Browser. Skills that drive a browser (e.g. automation, screenshots) need Chromium or Chrome and often extra libraries (e.g. libnss3, libatk-bridge, libgbm). Install your distro’s chromium (or chromium-browser on older Ubuntu/Debian) and the dependencies your package manager suggests; on Debian/Ubuntu a common set is libnss3 libatk-bridge2.0-0 libdrm2 libxkbcommon0 libxcomposite1 libxdamage1 libxfixes3 libxrandr2 libgbm1 libasound2. If automation still fails, Browser guide has distro-specific and troubleshooting steps.
Sandboxing. You can run group or isolated sessions inside Docker for stronger isolation. You need Docker installed and configured; then session/group settings can use a sandbox profile that runs the agent in a container. Details and how to enable: Security guide.

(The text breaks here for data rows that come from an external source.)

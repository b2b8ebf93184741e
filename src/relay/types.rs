//! Values flowing through the relay.

use chrono::{DateTime, Utc};
use serde::{Deserialize, Serialize};
use uuid::Uuid;

use crate::error::BackendError;

/// A message observed on the source channel.
#[derive(Debug, Clone, PartialEq, Eq, Serialize, Deserialize)]
pub struct Message {
    pub id: Uuid,
    pub text: String,
    pub received_at: DateTime<Utc>,
}

impl Message {
    pub fn new(text: impl Into<String>) -> Self {
        Self {
            id: Uuid::new_v4(),
            text: text.into(),
            received_at: Utc::now(),
        }
    }
}

#[derive(Debug, Clone, Copy, PartialEq, Eq, Serialize, Deserialize)]
#[serde(rename_all = "lowercase")]
pub enum RelayStatus {
    Success,
    Error,
}

/// The relay step that failed.
#[derive(Debug, Clone, Copy, PartialEq, Eq, Serialize, Deserialize)]
#[serde(rename_all = "lowercase")]
pub enum RelayStep {
    Generate,
    Publish,
    Deliver,
}

impl RelayStep {
    pub fn label(self) -> &'static str {
        match self {
            Self::Generate => "generate",
            Self::Publish => "publish",
            Self::Deliver => "deliver",
        }
    }
}

impl std::fmt::Display for RelayStep {
    fn fmt(&self, f: &mut std::fmt::Formatter<'_>) -> std::fmt::Result {
        f.write_str(self.label())
    }
}

/// Outcome of one relay run.
///
/// Always complete: success carries a non-empty `reference_url` (absent only
/// for direct generate-and-mail runs), error carries a non-empty `detail` and
/// the failed step.
#[derive(Debug, Clone, PartialEq, Eq, Serialize, Deserialize)]
pub struct RelayResult {
    pub status: RelayStatus,
    pub detail: String,
    #[serde(default, skip_serializing_if = "Option::is_none")]
    pub reference_url: Option<String>,
    #[serde(default, skip_serializing_if = "Option::is_none")]
    pub failed_step: Option<RelayStep>,
}

impl RelayResult {
    pub fn success(detail: impl Into<String>, reference_url: Option<String>) -> Self {
        let detail = detail.into();
        Self {
            status: RelayStatus::Success,
            detail: if detail.trim().is_empty() {
                "Relay completed".to_string()
            } else {
                detail
            },
            reference_url,
            failed_step: None,
        }
    }

    pub fn failure(step: RelayStep, error: &BackendError) -> Self {
        Self {
            status: RelayStatus::Error,
            detail: format!("{step} failed: {error}"),
            reference_url: None,
            failed_step: Some(step),
        }
    }

    pub fn is_success(&self) -> bool {
        self.status == RelayStatus::Success
    }
}
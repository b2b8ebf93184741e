//! Document storage backends: content in, shareable URL out.

pub mod sheets;

pub use sheets::{GoogleSheetsStore, SheetsConfig};

use async_trait::async_trait;
use serde::{Deserialize, Serialize};

use crate::error::BackendError;

/// A stored document.
#[derive(Debug, Clone, PartialEq, Eq, Serialize, Deserialize)]
pub struct StoredDocument {
    pub id: String,
    pub url: String,
}

/// A backend that stores generated content and hands out links to it.
#[async_trait]
pub trait DocumentStore: Send + Sync {
    fn name(&self) -> &str;

    /// Create a document titled `title` holding `content`.
    async fn create_document(&self, title: &str, content: &str)
    -> Result<StoredDocument, BackendError>;

    /// Let anyone with the link read the document.
    async fn set_public_readable(&self, id: &str) -> Result<(), BackendError>;
}
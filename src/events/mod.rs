//! Server-sent event stream of observed messages.

pub mod broadcast;
pub mod routes;

pub use broadcast::{DEFAULT_BROADCAST_CAPACITY, MessageBroadcaster};
pub use routes::{EVENTS_PATH, EventsState, event_routes};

On a server without a desktop you install over SSH: run the same Quick start or Distribution-specific commands in your SSH session, then run the Gateway as a systemd service. The Gateway listens on localhost by default (architecture), so to use the Control UI or a mobile app from your laptop or phone you forward the WebSocket port. Example: ssh -L 18789:localhost:18789 user@server, then open the UI on your local machine. For Tailscale or other remote-access patterns (tokens, bind address), see the Remote access guide.
Service won’t start. Run journalctl --user -u openclaw-gateway for errors. Confirm the unit exists at ~/.config/systemd/user/openclaw-gateway.service and run systemctl --user status openclaw-gateway. openclaw doctor checks paths and env. Often the fix is lingering sessions or a missing dependency—see the main Troubleshooting guide.
Permission errors. Ensure the user running the service owns the workspace and config dirs and can read ~/.clawdbot/credentials/. If SELinux or AppArmor is enabled, check that the OpenClaw binary and its files are allowed; relax or adjust policy as needed for your setup.
Browser automation fails. Install Chromium and the usual deps (e.g. on Ubuntu/Debian: sudo apt install -y chromium-browser libnss3 libatk-bridge2.0-0 libdrm2 libxkbcommon0 libxcomposite1 libxdamage1 libxfixes3 libxrandr2 libgbm1 libasound2). More: Browser guide.
Run the Gateway as the systemd user service and enable it so it starts on boot. Use journalctl --user -u openclaw-gateway -f when debugging. Keep the install and Node updated for security. Because the Gateway listens on a port (18789 by default), restrict access with a firewall if the machine is reachable from the network—prefer SSH or Tailscale for remote access instead of opening the port to the internet. See Security and Remote access for hardening and safe exposure.